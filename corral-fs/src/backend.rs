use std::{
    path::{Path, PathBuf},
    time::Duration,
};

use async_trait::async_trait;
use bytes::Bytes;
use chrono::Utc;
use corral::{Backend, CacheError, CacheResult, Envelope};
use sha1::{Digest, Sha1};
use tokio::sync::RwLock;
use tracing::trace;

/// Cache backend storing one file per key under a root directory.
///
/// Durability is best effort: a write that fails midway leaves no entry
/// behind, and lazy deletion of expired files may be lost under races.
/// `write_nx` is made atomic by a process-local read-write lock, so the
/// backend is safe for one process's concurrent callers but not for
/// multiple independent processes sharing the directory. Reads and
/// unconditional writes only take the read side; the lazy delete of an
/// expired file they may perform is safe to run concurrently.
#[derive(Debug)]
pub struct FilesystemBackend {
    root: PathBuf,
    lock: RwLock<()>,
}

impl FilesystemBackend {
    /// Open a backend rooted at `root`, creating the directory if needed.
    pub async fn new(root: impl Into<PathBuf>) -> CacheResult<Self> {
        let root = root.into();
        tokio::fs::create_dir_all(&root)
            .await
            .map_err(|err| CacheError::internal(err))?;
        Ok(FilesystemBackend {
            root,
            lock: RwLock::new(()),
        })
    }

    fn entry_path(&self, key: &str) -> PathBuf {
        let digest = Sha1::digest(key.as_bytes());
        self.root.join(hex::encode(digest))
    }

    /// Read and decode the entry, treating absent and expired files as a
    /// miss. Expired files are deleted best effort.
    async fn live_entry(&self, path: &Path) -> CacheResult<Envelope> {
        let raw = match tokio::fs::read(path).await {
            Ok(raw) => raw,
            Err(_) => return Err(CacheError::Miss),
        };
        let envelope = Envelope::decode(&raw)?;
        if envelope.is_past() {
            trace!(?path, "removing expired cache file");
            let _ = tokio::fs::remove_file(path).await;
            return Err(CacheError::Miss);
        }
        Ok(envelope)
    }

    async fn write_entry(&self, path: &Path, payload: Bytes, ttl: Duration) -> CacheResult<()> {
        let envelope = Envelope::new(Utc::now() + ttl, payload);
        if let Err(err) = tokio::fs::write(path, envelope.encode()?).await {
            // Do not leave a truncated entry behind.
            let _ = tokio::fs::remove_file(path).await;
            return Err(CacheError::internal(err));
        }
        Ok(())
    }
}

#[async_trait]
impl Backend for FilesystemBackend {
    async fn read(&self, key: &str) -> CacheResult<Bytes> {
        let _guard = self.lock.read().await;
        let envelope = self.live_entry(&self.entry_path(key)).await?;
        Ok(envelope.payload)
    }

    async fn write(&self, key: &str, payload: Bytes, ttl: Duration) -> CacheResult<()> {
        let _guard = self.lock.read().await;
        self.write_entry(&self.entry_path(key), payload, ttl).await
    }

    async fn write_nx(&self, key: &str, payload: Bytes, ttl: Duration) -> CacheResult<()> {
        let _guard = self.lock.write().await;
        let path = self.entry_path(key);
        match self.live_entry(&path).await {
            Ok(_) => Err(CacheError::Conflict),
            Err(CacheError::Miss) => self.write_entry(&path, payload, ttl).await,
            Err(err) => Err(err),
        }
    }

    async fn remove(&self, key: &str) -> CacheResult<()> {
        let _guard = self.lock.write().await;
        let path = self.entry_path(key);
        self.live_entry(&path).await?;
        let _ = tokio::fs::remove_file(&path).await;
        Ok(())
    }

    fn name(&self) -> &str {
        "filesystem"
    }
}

━━━━━━━━

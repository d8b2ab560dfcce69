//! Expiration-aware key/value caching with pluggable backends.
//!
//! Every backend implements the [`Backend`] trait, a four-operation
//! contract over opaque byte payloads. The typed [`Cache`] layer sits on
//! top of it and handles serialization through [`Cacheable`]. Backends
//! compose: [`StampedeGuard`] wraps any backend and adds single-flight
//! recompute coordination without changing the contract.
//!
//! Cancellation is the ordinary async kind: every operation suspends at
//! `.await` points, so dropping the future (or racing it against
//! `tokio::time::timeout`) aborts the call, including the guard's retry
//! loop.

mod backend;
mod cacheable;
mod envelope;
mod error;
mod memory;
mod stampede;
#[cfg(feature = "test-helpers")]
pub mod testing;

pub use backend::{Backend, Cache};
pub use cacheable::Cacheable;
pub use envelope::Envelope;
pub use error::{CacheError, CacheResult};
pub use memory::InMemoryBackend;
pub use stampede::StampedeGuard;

━━━━━━━━

YOUR TASK
With the first line being the one containing "filename corral-fs/src/backend.rs" and the last line the one containing "use tokio::sync::RwLock;", transcribe exactly the lines above that fall in that range.

RESULT BELOW
filename corral-fs/src/backend.rs
use std::{
    path::{Path, PathBuf},
    time::Duration,
};

use async_trait::async_trait;
use bytes::Bytes;
use chrono::Utc;
use corral::{Backend, CacheError, CacheResult, Envelope};
use sha1::{Digest, Sha1};
use tokio::sync::RwLock;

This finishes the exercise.